------ Material provided ------

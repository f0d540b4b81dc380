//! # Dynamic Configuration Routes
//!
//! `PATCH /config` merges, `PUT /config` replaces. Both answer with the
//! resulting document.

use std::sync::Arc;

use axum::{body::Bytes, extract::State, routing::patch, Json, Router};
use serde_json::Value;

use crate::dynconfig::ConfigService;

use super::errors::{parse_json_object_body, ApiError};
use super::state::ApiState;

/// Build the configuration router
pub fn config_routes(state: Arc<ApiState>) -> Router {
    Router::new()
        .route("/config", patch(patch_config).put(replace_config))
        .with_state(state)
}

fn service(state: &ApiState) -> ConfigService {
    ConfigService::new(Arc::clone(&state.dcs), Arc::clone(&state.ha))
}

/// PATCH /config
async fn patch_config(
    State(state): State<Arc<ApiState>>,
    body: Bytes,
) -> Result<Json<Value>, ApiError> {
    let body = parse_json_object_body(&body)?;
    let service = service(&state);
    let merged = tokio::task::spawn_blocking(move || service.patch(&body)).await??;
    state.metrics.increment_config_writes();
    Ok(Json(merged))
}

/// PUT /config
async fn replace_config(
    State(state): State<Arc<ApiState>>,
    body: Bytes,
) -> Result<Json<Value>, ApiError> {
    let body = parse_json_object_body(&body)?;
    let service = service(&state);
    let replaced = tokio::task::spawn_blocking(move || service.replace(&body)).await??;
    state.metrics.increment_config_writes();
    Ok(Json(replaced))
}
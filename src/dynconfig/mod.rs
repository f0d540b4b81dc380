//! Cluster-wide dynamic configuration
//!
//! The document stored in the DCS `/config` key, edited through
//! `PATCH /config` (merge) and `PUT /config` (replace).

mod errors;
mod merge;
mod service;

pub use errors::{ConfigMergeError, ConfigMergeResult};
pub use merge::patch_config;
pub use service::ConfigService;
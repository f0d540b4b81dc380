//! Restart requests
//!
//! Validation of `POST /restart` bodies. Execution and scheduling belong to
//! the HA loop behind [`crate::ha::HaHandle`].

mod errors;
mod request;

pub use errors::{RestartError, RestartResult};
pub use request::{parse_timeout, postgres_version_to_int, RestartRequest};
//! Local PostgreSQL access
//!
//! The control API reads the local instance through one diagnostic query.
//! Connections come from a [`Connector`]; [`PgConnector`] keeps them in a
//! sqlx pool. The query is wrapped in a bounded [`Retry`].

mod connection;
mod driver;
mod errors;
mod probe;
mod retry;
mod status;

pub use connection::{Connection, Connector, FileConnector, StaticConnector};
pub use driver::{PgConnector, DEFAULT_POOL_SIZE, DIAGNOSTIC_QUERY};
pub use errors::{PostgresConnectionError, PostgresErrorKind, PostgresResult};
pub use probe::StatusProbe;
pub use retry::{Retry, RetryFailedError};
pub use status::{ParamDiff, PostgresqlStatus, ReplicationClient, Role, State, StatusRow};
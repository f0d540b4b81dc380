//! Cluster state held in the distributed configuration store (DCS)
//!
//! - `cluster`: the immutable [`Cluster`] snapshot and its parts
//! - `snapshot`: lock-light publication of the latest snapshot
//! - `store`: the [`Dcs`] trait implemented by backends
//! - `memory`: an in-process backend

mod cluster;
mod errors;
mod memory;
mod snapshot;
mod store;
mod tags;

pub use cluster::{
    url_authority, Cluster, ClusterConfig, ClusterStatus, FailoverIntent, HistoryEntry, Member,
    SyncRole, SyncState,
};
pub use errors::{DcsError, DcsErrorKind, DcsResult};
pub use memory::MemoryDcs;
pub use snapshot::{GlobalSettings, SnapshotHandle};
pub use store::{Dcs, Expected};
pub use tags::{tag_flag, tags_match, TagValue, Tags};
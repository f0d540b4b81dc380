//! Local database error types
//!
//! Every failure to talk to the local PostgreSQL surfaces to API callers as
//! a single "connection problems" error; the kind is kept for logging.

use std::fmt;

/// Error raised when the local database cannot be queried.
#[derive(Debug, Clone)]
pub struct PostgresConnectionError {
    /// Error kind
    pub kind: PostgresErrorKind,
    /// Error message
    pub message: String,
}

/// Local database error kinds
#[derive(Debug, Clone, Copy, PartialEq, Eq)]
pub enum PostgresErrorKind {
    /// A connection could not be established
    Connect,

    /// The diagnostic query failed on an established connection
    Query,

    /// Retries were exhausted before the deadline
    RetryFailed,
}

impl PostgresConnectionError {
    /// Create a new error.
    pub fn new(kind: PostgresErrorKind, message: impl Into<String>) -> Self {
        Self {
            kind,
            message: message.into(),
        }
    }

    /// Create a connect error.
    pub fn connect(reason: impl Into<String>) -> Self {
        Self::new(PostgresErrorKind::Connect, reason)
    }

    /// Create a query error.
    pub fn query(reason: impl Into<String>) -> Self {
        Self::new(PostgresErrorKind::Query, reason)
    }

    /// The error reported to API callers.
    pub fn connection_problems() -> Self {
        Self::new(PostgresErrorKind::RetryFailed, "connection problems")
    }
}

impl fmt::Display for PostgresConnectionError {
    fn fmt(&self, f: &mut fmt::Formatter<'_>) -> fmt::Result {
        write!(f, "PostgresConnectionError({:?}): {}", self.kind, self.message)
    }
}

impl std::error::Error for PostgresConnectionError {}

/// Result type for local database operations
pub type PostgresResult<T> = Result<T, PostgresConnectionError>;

------

> **What is being asked**
Word for word, write out every record.

> **Result**
repository f0d540b4b81dc380
//! # Dynamic Configuration Routes
//!
//! `PATCH /config` merges, `PUT /config` replaces. Both answer with the
//! resulting document.

use std::sync::Arc;

use axum::{body::Bytes, extract::State, routing::patch, Json, Router};
use serde_json::Value;

use crate::dynconfig::ConfigService;

use super::errors::{parse_json_object_body, ApiError};
use super::state::ApiState;

/// Build the configuration router
pub fn config_routes(state: Arc<ApiState>) -> Router {
    Router::new()
        .route("/config", patch(patch_config).put(replace_config))
        .with_state(state)
}

fn service(state: &ApiState) -> ConfigService {
    ConfigService::new(Arc::clone(&state.dcs), Arc::clone(&state.ha))
}

/// PATCH /config
async fn patch_config(
    State(state): State<Arc<ApiState>>,
    body: Bytes,
) -> Result<Json<Value>, ApiError> {
    let body = parse_json_object_body(&body)?;
    let service = service(&state);
    let merged = tokio::task::spawn_blocking(move || service.patch(&body)).await??;
    state.metrics.increment_config_writes();
    Ok(Json(merged))
}

/// PUT /config
async fn replace_config(
    State(state): State<Arc<ApiState>>,
    body: Bytes,
) -> Result<Json<Value>, ApiError> {
    let body = parse_json_object_body(&body)?;
    let service = service(&state);
    let replaced = tokio::task::spawn_blocking(move || service.replace(&body)).await??;
    state.metrics.increment_config_writes();
    Ok(Json(replaced))
}
filename src/dynconfig/mod.rs
repository f0d540b4b81dc380
//! Cluster-wide dynamic configuration
//!
//! The document stored in the DCS `/config` key, edited through
//! `PATCH /config` (merge) and `PUT /config` (replace).

mod errors;
mod merge;
mod service;

pub use errors::{ConfigMergeError, ConfigMergeResult};
pub use merge::patch_config;
pub use service::ConfigService;
repository f0d540b4b81dc380
//! Restart requests
//!
//! Validation of `POST /restart` bodies. Execution and scheduling belong to
//! the HA loop behind [`crate::ha::HaHandle`].

mod errors;
mod request;

pub use errors::{RestartError, RestartResult};
pub use request::{parse_timeout, postgres_version_to_int, RestartRequest};
//! Local PostgreSQL access
//!
//! The control API reads the local instance through one diagnostic query.
//! Connections come from a [`Connector`]; [`PgConnector`] keeps them in a
//! sqlx pool. The query is wrapped in a bounded [`Retry`].

mod connection;
mod driver;
mod errors;
mod probe;
mod retry;
mod status;

pub use connection::{Connection, Connector, FileConnector, StaticConnector};
pub use driver::{PgConnector, DEFAULT_POOL_SIZE, DIAGNOSTIC_QUERY};
pub use errors::{PostgresConnectionError, PostgresErrorKind, PostgresResult};
pub use probe::StatusProbe;
pub use retry::{Retry, RetryFailedError};
pub use status::{ParamDiff, PostgresqlStatus, ReplicationClient, Role, State, StatusRow};
repository f0d540b4b81dc380
//! Cluster state held in the distributed configuration store (DCS)
//!
//! - `cluster`: the immutable [`Cluster`] snapshot and its parts
//! - `snapshot`: lock-light publication of the latest snapshot
//! - `store`: the [`Dcs`] trait implemented by backends
//! - `memory`: an in-process backend

mod cluster;
mod errors;
mod memory;
mod snapshot;
mod store;
mod tags;

pub use cluster::{
    url_authority, Cluster, ClusterConfig, ClusterStatus, FailoverIntent, HistoryEntry, Member,
    SyncRole, SyncState,
};
pub use errors::{DcsError, DcsErrorKind, DcsResult};
pub use memory::MemoryDcs;
pub use snapshot::{GlobalSettings, SnapshotHandle};
pub use store::{Dcs, Expected};
pub use tags::{tag_flag, tags_match, TagValue, Tags};
repository f0d540b4b81dc380
//! Local database error types
//!
//! Every failure to talk to the local PostgreSQL surfaces to API callers as
//! a single "connection problems" error; the kind is kept for logging.

use std::fmt;

/// Error raised when the local database cannot be queried.
#[derive(Debug, Clone)]
pub struct PostgresConnectionError {
    /// Error kind
    pub kind: PostgresErrorKind,
    /// Error message
    pub message: String,
}

/// Local database error kinds
#[derive(Debug, Clone, Copy, PartialEq, Eq)]
pub enum PostgresErrorKind {
    /// A connection could not be established
    Connect,

    /// The diagnostic query failed on an established connection
    Query,

    /// Retries were exhausted before the deadline
    RetryFailed,
}

impl PostgresConnectionError {
    /// Create a new error.
    pub fn new(kind: PostgresErrorKind, message: impl Into<String>) -> Self {
        Self {
            kind,
            message: message.into(),
        }
    }

    /// Create a connect error.
    pub fn connect(reason: impl Into<String>) -> Self {
        Self::new(PostgresErrorKind::Connect, reason)
    }

    /// Create a query error.
    pub fn query(reason: impl Into<String>) -> Self {
        Self::new(PostgresErrorKind::Query, reason)
    }

    /// The error reported to API callers.
    pub fn connection_problems() -> Self {
        Self::new(PostgresErrorKind::RetryFailed, "connection problems")
    }
}

impl fmt::Display for PostgresConnectionError {
    fn fmt(&self, f: &mut fmt::Formatter<'_>) -> fmt::Result {
        write!(f, "PostgresConnectionError({:?}): {}", self.kind, self.message)
    }
}

impl std::error::Error for PostgresConnectionError {}

/// Result type for local database operations
pub type PostgresResult<T> = Result<T, PostgresConnectionError>;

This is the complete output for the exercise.